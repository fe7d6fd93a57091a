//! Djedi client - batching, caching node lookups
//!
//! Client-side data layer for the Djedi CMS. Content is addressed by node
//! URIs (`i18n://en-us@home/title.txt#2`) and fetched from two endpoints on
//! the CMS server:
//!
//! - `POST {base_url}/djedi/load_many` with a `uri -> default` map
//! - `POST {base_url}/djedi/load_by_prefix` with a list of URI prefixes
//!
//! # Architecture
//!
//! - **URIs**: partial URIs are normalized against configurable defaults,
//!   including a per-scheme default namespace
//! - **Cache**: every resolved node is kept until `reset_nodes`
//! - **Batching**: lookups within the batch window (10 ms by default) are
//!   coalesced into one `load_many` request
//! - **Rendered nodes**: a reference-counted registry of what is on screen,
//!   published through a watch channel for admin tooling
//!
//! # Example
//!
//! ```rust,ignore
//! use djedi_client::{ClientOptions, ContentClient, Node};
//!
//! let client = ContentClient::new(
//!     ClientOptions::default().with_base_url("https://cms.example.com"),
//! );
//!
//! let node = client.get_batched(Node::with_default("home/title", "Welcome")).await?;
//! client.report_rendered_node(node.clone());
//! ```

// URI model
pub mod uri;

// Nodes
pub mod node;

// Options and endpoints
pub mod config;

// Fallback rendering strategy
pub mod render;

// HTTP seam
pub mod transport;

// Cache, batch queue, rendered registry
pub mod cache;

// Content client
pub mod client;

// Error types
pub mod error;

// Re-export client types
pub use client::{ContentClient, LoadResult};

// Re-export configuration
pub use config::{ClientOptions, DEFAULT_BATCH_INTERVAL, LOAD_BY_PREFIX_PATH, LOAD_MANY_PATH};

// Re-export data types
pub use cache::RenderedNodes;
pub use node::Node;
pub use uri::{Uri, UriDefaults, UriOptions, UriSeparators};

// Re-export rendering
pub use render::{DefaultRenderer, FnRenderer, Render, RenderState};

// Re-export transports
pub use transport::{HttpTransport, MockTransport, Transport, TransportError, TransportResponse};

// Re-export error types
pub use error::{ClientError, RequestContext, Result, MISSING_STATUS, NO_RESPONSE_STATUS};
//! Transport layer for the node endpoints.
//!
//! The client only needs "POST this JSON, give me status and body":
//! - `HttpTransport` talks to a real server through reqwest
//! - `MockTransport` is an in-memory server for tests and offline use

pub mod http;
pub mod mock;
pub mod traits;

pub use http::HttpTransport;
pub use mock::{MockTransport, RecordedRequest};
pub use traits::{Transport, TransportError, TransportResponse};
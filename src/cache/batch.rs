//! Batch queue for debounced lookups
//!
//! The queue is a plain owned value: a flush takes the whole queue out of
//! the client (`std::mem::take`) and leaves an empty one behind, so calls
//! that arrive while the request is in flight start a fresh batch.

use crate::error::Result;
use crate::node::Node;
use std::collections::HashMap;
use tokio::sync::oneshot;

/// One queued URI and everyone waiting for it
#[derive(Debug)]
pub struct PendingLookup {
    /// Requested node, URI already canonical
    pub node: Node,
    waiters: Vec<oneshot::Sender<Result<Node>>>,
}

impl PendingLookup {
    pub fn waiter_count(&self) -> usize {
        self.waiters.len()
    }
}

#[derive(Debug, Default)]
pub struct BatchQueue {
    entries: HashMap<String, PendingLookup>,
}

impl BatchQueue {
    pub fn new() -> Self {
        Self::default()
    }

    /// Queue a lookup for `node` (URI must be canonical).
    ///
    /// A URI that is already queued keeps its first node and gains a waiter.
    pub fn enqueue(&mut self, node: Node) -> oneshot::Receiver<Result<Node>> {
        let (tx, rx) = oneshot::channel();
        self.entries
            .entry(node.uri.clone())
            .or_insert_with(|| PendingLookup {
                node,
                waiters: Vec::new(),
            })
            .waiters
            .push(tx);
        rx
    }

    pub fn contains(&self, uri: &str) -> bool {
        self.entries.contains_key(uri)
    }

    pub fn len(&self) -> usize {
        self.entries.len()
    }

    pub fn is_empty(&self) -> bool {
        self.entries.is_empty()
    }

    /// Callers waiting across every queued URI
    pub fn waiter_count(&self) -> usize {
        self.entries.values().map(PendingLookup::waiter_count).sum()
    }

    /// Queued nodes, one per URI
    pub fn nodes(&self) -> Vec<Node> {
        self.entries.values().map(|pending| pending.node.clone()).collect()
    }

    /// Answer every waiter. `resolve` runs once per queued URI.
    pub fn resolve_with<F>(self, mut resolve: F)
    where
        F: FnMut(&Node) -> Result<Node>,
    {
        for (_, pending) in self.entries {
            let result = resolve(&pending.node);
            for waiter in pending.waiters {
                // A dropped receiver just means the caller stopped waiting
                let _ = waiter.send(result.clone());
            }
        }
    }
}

━━━━━━━━

Find and copy each line of the listing above that holds the word "data".

*Result for this task*.
//! Client-side data layer for the Djedi CMS. Content is addressed by node
// Re-export data types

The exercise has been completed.